■ **SUPPLIED MATERIAL**:
==============================

//! Core trip data types.

use std::collections::BTreeSet;

use serde::{Deserialize, Serialize};

use super::duration::TripDuration;
use crate::planner::DayRange;

/// Region used when the traveler has not picked a destination or a region.
pub const DEFAULT_REGION: &str = "anywhere";

/// Theme used when the traveler did not pick any.
pub const DEFAULT_THEME: &str = "gourmet";

// ============================================================================
// Preferences
// ============================================================================

/// Who the traveler is going with.
#[derive(Debug, Clone, Copy, Serialize, Deserialize, PartialEq, Eq, Default)]
#[serde(rename_all = "snake_case")]
pub enum Companions {
    #[default]
    Solo,
    Couple,
    Family,
    Friends,
    Business,
}

/// Coarse budget tier.
#[derive(Debug, Clone, Copy, Serialize, Deserialize, PartialEq, Eq, Default)]
#[serde(rename_all = "snake_case")]
pub enum BudgetTier {
    Saving,
    #[default]
    Standard,
    High,
    Luxury,
}

/// Budget as either a tier or an explicit numeric range.
#[derive(Debug, Clone, Serialize, Deserialize, PartialEq, Eq)]
#[serde(rename_all = "snake_case")]
pub enum Budget {
    Tier(BudgetTier),
    Range {
        min: u32,
        max: u32,
        #[serde(default, skip_serializing_if = "Option::is_none")]
        currency: Option<String>,
    },
}

impl Default for Budget {
    fn default() -> Self {
        Budget::Tier(BudgetTier::Standard)
    }
}

/// How densely days should be packed.
#[derive(Debug, Clone, Copy, Serialize, Deserialize, PartialEq, Eq, Default)]
#[serde(rename_all = "snake_case")]
pub enum Pace {
    Relaxed,
    #[default]
    Balanced,
    Active,
    Packed,
}

/// Means of transport for a transit segment.
#[derive(Debug, Clone, Copy, Serialize, Deserialize, PartialEq, Eq)]
#[serde(rename_all = "snake_case")]
pub enum TransitMode {
    Flight,
    Train,
    Bus,
    Ship,
    Car,
    Other,
}

/// A point-to-point move, either locked by the traveler or produced by the model.
#[derive(Debug, Clone, Serialize, Deserialize, PartialEq)]
pub struct TransitSegment {
    pub mode: TransitMode,
    pub departure_place: String,
    pub arrival_place: String,
    #[serde(default, skip_serializing_if = "Option::is_none")]
    pub departure_time: Option<String>,
    #[serde(default, skip_serializing_if = "Option::is_none")]
    pub arrival_time: Option<String>,
    /// Day the segment belongs to, when the traveler pinned it.
    #[serde(default, skip_serializing_if = "Option::is_none")]
    pub day: Option<u32>,
    #[serde(default, skip_serializing_if = "Option::is_none")]
    pub memo: Option<String>,
}

/// Free-form traveler preferences. Input to one run.
#[derive(Debug, Clone, Serialize, Deserialize, PartialEq, Default)]
pub struct TripPreferences {
    /// Explicit destinations, in the order the traveler gave them.
    #[serde(default)]
    pub destinations: Vec<String>,
    /// Whether the traveler picked the destination or wants one suggested.
    #[serde(default = "default_true")]
    pub destination_decided: bool,
    /// Region to pick a destination from when none is decided.
    #[serde(default, skip_serializing_if = "Option::is_none")]
    pub region: Option<String>,
    /// Mood of the trip, e.g. "quiet hot springs".
    #[serde(default, skip_serializing_if = "Option::is_none")]
    pub vibe: Option<String>,
    #[serde(default)]
    pub companions: Companions,
    #[serde(default)]
    pub themes: BTreeSet<String>,
    #[serde(default, skip_serializing_if = "Option::is_none")]
    pub budget: Option<Budget>,
    #[serde(default)]
    pub duration: TripDuration,
    #[serde(default, skip_serializing_if = "Option::is_none")]
    pub pace: Option<Pace>,
    #[serde(default)]
    pub notes: String,
    #[serde(default)]
    pub must_visit_places: Vec<String>,
    #[serde(default, skip_serializing_if = "Option::is_none")]
    pub has_must_visit_places: Option<bool>,
    /// Transit the traveler already booked and the model must respect.
    #[serde(default)]
    pub transit_segments: Vec<TransitSegment>,
}

fn default_true() -> bool {
    true
}

impl TripPreferences {
    /// Preferences for a decided destination and duration.
    pub fn new(destination: impl Into<String>, duration: TripDuration) -> Self {
        Self {
            destinations: vec![destination.into()],
            destination_decided: true,
            duration,
            ..Default::default()
        }
    }

    /// Preferences that leave the destination to the outline producer.
    pub fn undecided(region: Option<String>, duration: TripDuration) -> Self {
        Self {
            destination_decided: false,
            region,
            duration,
            ..Default::default()
        }
    }

    pub fn with_theme(mut self, theme: impl Into<String>) -> Self {
        self.themes.insert(theme.into());
        self
    }

    pub fn with_pace(mut self, pace: Pace) -> Self {
        self.pace = Some(pace);
        self
    }

    pub fn with_budget(mut self, budget: Budget) -> Self {
        self.budget = Some(budget);
        self
    }

    /// Fill in the defaults the producers rely on.
    pub fn prepared(mut self) -> Self {
        if !self.destination_decided && self.region.is_none() {
            self.region = Some(DEFAULT_REGION.to_string());
        }
        if self.budget.is_none() {
            self.budget = Some(Budget::default());
        }
        if self.pace.is_none() {
            self.pace = Some(Pace::default());
        }
        if self.themes.is_empty() {
            self.themes.insert(DEFAULT_THEME.to_string());
        }
        if self.has_must_visit_places.is_none() {
            self.has_must_visit_places = Some(!self.must_visit_places.is_empty());
        }
        self
    }

    /// Human readable destination, if any was given.
    pub fn destination_label(&self) -> Option<String> {
        if self.destinations.is_empty() {
            None
        } else {
            Some(self.destinations.join(", "))
        }
    }
}

// ============================================================================
// Outline
// ============================================================================

/// One skeleton day of the outline.
#[derive(Debug, Clone, Serialize, Deserialize, PartialEq)]
pub struct OutlineDay {
    pub day: u32,
    pub title: String,
    /// Where the traveler sleeps at the end of this day.
    pub overnight_location: String,
    #[serde(default)]
    pub highlight_areas: Vec<String>,
}

/// Low-detail, day-by-day skeleton of the trip.
#[derive(Debug, Clone, Serialize, Deserialize, PartialEq)]
pub struct Outline {
    pub destination: String,
    pub description: String,
    pub days: Vec<OutlineDay>,
}

impl Outline {
    /// Outline days inside the given range, in day order.
    pub fn slice(&self, range: DayRange) -> Vec<OutlineDay> {
        let mut days: Vec<OutlineDay> = self
            .days
            .iter()
            .filter(|d| range.contains(d.day))
            .cloned()
            .collect();
        days.sort_by_key(|d| d.day);
        days
    }

    /// Overnight location recorded for a day.
    pub fn overnight_location(&self, day: u32) -> Option<&str> {
        self.days
            .iter()
            .find(|d| d.day == day)
            .map(|d| d.overnight_location.as_str())
    }

    /// Continuity context handed to the chunk starting at `start_day`.
    ///
    /// Day 1 starts from the destination itself.
    pub fn previous_overnight_location(&self, start_day: u32) -> Option<String> {
        if start_day <= 1 {
            if self.destination.is_empty() {
                None
            } else {
                Some(self.destination.clone())
            }
        } else {
            self.overnight_location(start_day - 1).map(str::to_string)
        }
    }
}

/// Image shown at the top of the itinerary.
#[derive(Debug, Clone, Serialize, Deserialize, PartialEq)]
pub struct HeroImage {
    pub url: String,
    #[serde(default, skip_serializing_if = "Option::is_none")]
    pub photographer: Option<String>,
    #[serde(default, skip_serializing_if = "Option::is_none")]
    pub photographer_url: Option<String>,
}

/// Supporting material gathered during outline generation.
#[derive(Debug, Clone, Serialize, Deserialize, PartialEq)]
pub struct ContextArticle {
    pub title: String,
    pub url: String,
    #[serde(default, skip_serializing_if = "Option::is_none")]
    pub image_url: Option<String>,
    #[serde(default, skip_serializing_if = "Option::is_none")]
    pub snippet: Option<String>,
}

/// Which model produced the content.
#[derive(Debug, Clone, Serialize, Deserialize, PartialEq, Eq)]
pub struct ModelInfo {
    pub provider: String,
    pub model: String,
}

// ============================================================================
// Detailed days and the finished itinerary
// ============================================================================

/// A single scheduled activity.
#[derive(Debug, Clone, Serialize, Deserialize, PartialEq)]
pub struct Activity {
    pub time: String,
    pub name: String,
    #[serde(default)]
    pub description: String,
    #[serde(default, skip_serializing_if = "Option::is_none")]
    pub kind: Option<String>,
    #[serde(default, skip_serializing_if = "Option::is_none")]
    pub location: Option<String>,
}

/// A fully detailed day.
#[derive(Debug, Clone, Serialize, Deserialize, PartialEq)]
pub struct DayPlan {
    pub day: u32,
    pub title: String,
    #[serde(default)]
    pub activities: Vec<Activity>,
    #[serde(default, skip_serializing_if = "Option::is_none")]
    pub transit: Option<TransitSegment>,
}

/// Source shown alongside the itinerary.
#[derive(Debug, Clone, Serialize, Deserialize, PartialEq)]
pub struct Reference {
    pub title: String,
    pub url: String,
    #[serde(default, skip_serializing_if = "Option::is_none")]
    pub image: Option<String>,
    #[serde(default, skip_serializing_if = "Option::is_none")]
    pub snippet: Option<String>,
}

impl From<&ContextArticle> for Reference {
    fn from(article: &ContextArticle) -> Self {
        Self {
            title: article.title.clone(),
            url: article.url.clone(),
            image: article.image_url.clone(),
            snippet: article.snippet.clone(),
        }
    }
}

/// The finished, persistable itinerary.
#[derive(Debug, Clone, Serialize, Deserialize, PartialEq)]
pub struct Itinerary {
    pub id: String,
    pub destination: String,
    pub description: String,
    #[serde(default, skip_serializing_if = "Option::is_none")]
    pub hero_image: Option<HeroImage>,
    /// Sorted by day number, one entry per day.
    pub days: Vec<DayPlan>,
    #[serde(default)]
    pub references: Vec<Reference>,
    #[serde(default, skip_serializing_if = "Option::is_none")]
    pub model_info: Option<ModelInfo>,
}

impl Itinerary {
    pub fn duration_days(&self) -> u32 {
        self.days.len() as u32
    }
}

==============================

■ **WHAT YOU HAVE TO DO**:
Look through the entries and find each line that has the string "skeleton". Copy those lines.

■ **EXPECTED ANSWER**:
/// One skeleton day of the outline.
/// Low-detail, day-by-day skeleton of the trip.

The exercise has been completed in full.